Fortunately, there are natural alternatives for those seeking traditional Chinese medicines to treat ailments and diseases without using tiger’s derivatives.
“If these trends continue, the wild tiger may evolve from being an endangered species and off the endangered species list to become an extinct species,” the site states. “A few of the remaining endangered subspecies may survive only in zoos; others will live only in stories, pictures and myths, never again to roam the earth.”
Since 1900, the endangered tiger’s habitat and numbers have been reduced by up to 95 percent. Poachers continue to poison waterholes or set steel wire snares to kill tigers and tiger prey.

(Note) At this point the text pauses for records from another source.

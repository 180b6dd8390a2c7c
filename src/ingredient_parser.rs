//! # Ingredient Parser
//!
//! This module extracts an amount, a unit token and a name from raw ingredient
//! entries, either free text lines or structured name/amount/unit triples.
//!
//! ## Features
//!
//! - Integers and decimals (`2`, `1.5`, `.5`)
//! - Fractions and mixed numbers (`1/2`, `1 1/2`, `1½`)
//! - Unicode fraction glyphs (½, ⅓, ⅔, ¼, ¾)
//! - Ranges (`2-3`, `1 to 2`), resolved to the upper bound
//! - Unit tokens directly after the amount (`2 cups`, `500g`)
//!
//! Parsing never fails: anything unreadable degrades to an amount of 1, no
//! unit, and the original text as the name.
//!
//! ## Usage
//!
//! ```rust
//! use grocery::ingredient_parser::parse_ingredient_text;
//!
//! let parsed = parse_ingredient_text("1 1/2 cups sugar");
//! assert_eq!(parsed.amount, 1.5);
//! assert_eq!(parsed.unit, "cups");
//! assert_eq!(parsed.name, "sugar");
//! ```

use crate::ingredient_model::{AmountValue, ParsedIngredient, RawIngredient, StructuredIngredient};
use crate::measurement_patterns::INGREDIENT_LINE_REGEX;
use log::{debug, trace};
use regex::Regex;
use std::sync::LazyLock;

/// Regex patterns for parsing different quantity formats
static QUANTITY_PATTERNS: LazyLock<QuantityPatterns> = LazyLock::new(QuantityPatterns::new);

/// Compiled regex patterns for amount tokens
struct QuantityPatterns {
    /// Matches exact amounts: "2", "1.5", ".25"
    exact: Regex,
    /// Matches fractions: "1/2", "2 1/4"
    fraction: Regex,
    /// Matches a whole number followed by a glyph: "1½", "2 ¼"
    glyph: Regex,
    /// Matches ranges: "2-3", "1 to 2"
    range: Regex,
}

impl QuantityPatterns {
    fn new() -> Self {
        Self {
            exact: Regex::new(r"^(?:\d+(?:\.\d+)?|\.\d+)$").expect("exact amount pattern"),
            fraction: Regex::new(r"^(?:(\d+)\s+)?(\d+)/(\d+)$").expect("fraction pattern"),
            glyph: Regex::new(r"^(?:(\d+)\s*)?([½⅓⅔¼¾])$").expect("glyph pattern"),
            range: Regex::new(r"^(\d+(?:\.\d+)?)\s*(?:-|–|to)\s*(\d+(?:\.\d+)?)$")
                .expect("range pattern"),
        }
    }
}

/// Errors that can occur while reading an amount token
#[derive(Debug, Clone, PartialEq)]
pub enum ParseError {
    InvalidNumber(String),
    DivisionByZero,
    NoAmount,
}

impl std::fmt::Display for ParseError {
    fn fmt(&self, f: &mut std::fmt::Formatter<'_>) -> std::fmt::Result {
        match self {
            ParseError::InvalidNumber(token) => write!(f, "Invalid number format: {}", token),
            ParseError::DivisionByZero => write!(f, "Division by zero in fraction"),
            ParseError::NoAmount => write!(f, "No amount found"),
        }
    }
}

impl std::error::Error for ParseError {}

/// Parse a raw ingredient entry, free text or structured
pub fn parse_raw_ingredient(raw: &RawIngredient) -> ParsedIngredient {
    match raw {
        RawIngredient::Text(line) => parse_ingredient_text(line),
        RawIngredient::Structured(structured) => parse_structured(structured),
    }
}

/// Parse a free-text ingredient line such as `"2 cups all-purpose flour"`
///
/// The amount defaults to 1 and the unit to empty when they cannot be read.
pub fn parse_ingredient_text(line: &str) -> ParsedIngredient {
    let line = line.trim();
    let fallback = || ParsedIngredient {
        name: line.to_string(),
        amount: 1.0,
        unit: String::new(),
    };

    let Some(captures) = INGREDIENT_LINE_REGEX.captures(line) else {
        trace!("No leading amount in '{}'", line);
        return fallback();
    };

    let qty_str = captures.name("qty").map(|m| m.as_str()).unwrap_or("");
    match parse_amount(qty_str) {
        Ok(amount) => {
            let parsed = ParsedIngredient {
                name: captures
                    .name("name")
                    .map(|m| m.as_str().trim().to_string())
                    .unwrap_or_default(),
                amount,
                unit: captures
                    .name("unit")
                    .map(|m| m.as_str().trim().to_lowercase())
                    .unwrap_or_default(),
            };
            trace!("Parsed '{}' -> {:?}", line, parsed);
            parsed
        }
        Err(err) => {
            debug!("Could not read amount '{}' in '{}': {}", qty_str, line, err);
            fallback()
        }
    }
}

/// Parse a structured entry. A missing amount yields 0 so the entry is skipped downstream.
fn parse_structured(structured: &StructuredIngredient) -> ParsedIngredient {
    if structured.name.trim().is_empty() {
        if let Some(original) = structured.original.as_deref() {
            return parse_ingredient_text(original);
        }
    }

    let amount = match &structured.amount {
        Some(AmountValue::Number(value)) => *value,
        Some(AmountValue::Text(text)) => parse_amount(text).unwrap_or_else(|err| {
            debug!(
                "Unreadable amount '{}' for '{}' ({}), defaulting to 1",
                text, structured.name, err
            );
            1.0
        }),
        None => 0.0,
    };

    ParsedIngredient {
        name: structured.name.trim().to_string(),
        amount,
        unit: structured
            .unit
            .as_deref()
            .unwrap_or("")
            .trim()
            .to_lowercase(),
    }
}

/// Parse an amount token into a number
///
/// Ranges resolve to their upper bound so the list covers the larger need.
pub fn parse_amount(qty_str: &str) -> Result<f64, ParseError> {
    let qty_str = qty_str.trim();
    if qty_str.is_empty() {
        return Err(ParseError::NoAmount);
    }

    // Try range pattern
    if let Some(captures) = QUANTITY_PATTERNS.range.captures(qty_str) {
        let min = parse_decimal(&captures[1])?;
        let max = parse_decimal(&captures[2])?;
        return Ok(min.max(max));
    }

    // Try fraction pattern
    if let Some(captures) = QUANTITY_PATTERNS.fraction.captures(qty_str) {
        let whole = match captures.get(1) {
            Some(m) => parse_decimal(m.as_str())?,
            None => 0.0,
        };
        let numerator = parse_decimal(&captures[2])?;
        let denominator = parse_decimal(&captures[3])?;

        if denominator == 0.0 {
            return Err(ParseError::DivisionByZero);
        }

        return Ok(whole + numerator / denominator);
    }

    // Try glyph pattern
    if let Some(captures) = QUANTITY_PATTERNS.glyph.captures(qty_str) {
        let whole = match captures.get(1) {
            Some(m) => parse_decimal(m.as_str())?,
            None => 0.0,
        };
        let glyph = captures[2].chars().next().and_then(glyph_value);
        return glyph
            .map(|value| whole + value)
            .ok_or_else(|| ParseError::InvalidNumber(qty_str.to_string()));
    }

    // Try exact number
    if QUANTITY_PATTERNS.exact.is_match(qty_str) {
        return parse_decimal(qty_str);
    }

    Err(ParseError::InvalidNumber(qty_str.to_string()))
}

fn parse_decimal(token: &str) -> Result<f64, ParseError> {
    token
        .parse::<f64>()
        .map_err(|_| ParseError::InvalidNumber(token.to_string()))
}

fn glyph_value(glyph: char) -> Option<f64> {
    match glyph {
        '½' => Some(0.5),
        '⅓' => Some(1.0 / 3.0),
        '⅔' => Some(2.0 / 3.0),
        '¼' => Some(0.25),
        '¾' => Some(0.75),
        _ => None,
    }
}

“Despite 20 years of International Conservation Efforts, we are losing ground to save the Tiger as, on the endangered species list, all sub-species of tigers are considered critically endangered species,” according to the site. “Of the eight original subspecies of tigers, three have become extinct in the last 60 years, an average of one every 20 years. The Bali tiger became extinct in the 1930s. The Caspian tiger was forced into extinction in the 1970s. And the Javan tiger followed in the 1980s.”
The number of tigers in the 1900s — over 100,000 — dropped to 4,000 in the 1970s. Today, they are a critically endangered species with the total of all the wild populations of the five remaining subspecies (Bengal tigers, IndoChinese tigers, Siberian tigers, South China tigers, and Sumatran tigers) an estimated 4,600 and 7,700 tigers.
Tigers are on top of the food chain in an ecosystem. Therefore, monitoring the health of the tiger is an excellent way to monitor the health of the entire ecosystem. If the tiger is doing well, the ecosystem it lives in is doing well. However, if the tiger is dwindling, the ecosystem it belongs to is under serious threat.
(This is, however, relevant to tigers in the wild.
Unfortunately in many countries, law permits keeping tigers as pets! This is unfortunate as the space required by a tiger so substantial and the end result is the animal is kept caged or tethered, which is very cruel.)
*Healthy tiger populations = healthy ecosystems. As a large predator, the tiger plays a key role in maintaining healthy ecosystems.
These ecosystems supply both nature and people with fresh water, food, and many other vital services – which means by saving the tiger, we are helping people too.
*Tigers can directly help some of the world’s poorest communities.
For one thing, where tigers exist, tourists go. And where tourists go, communities can make money with few alternatives for making a living.
*Tiger conservation projects also help provide other alternative livelihoods for rural communities, that are not only more sustainable but which can raise income levels too.
All remaining tigers live in small, isolated populations in widely scattered reserves. Unlike lions, leopards and cheetahs, tigers prefer to live in densely covered land where they can hide in tall grasses, camouflaged by their dark stripes, and ambush their prey. With humans growing their footprint exponentially across the earth, including lands critical to the tigers’ survival, these densely covered brush areas are increasingly being wiped out.
We at GreenDustries believe that we can help endangered species like the tiger only through multi-level cooperation among governments and groups of concerned people. Green doesn’t only refer to the earth but also to all those that live on it: animals and people. Of those two groups it’s the animals that deserve attention. They didn’t create the problem but they’re the ones that seem to be suffering the most.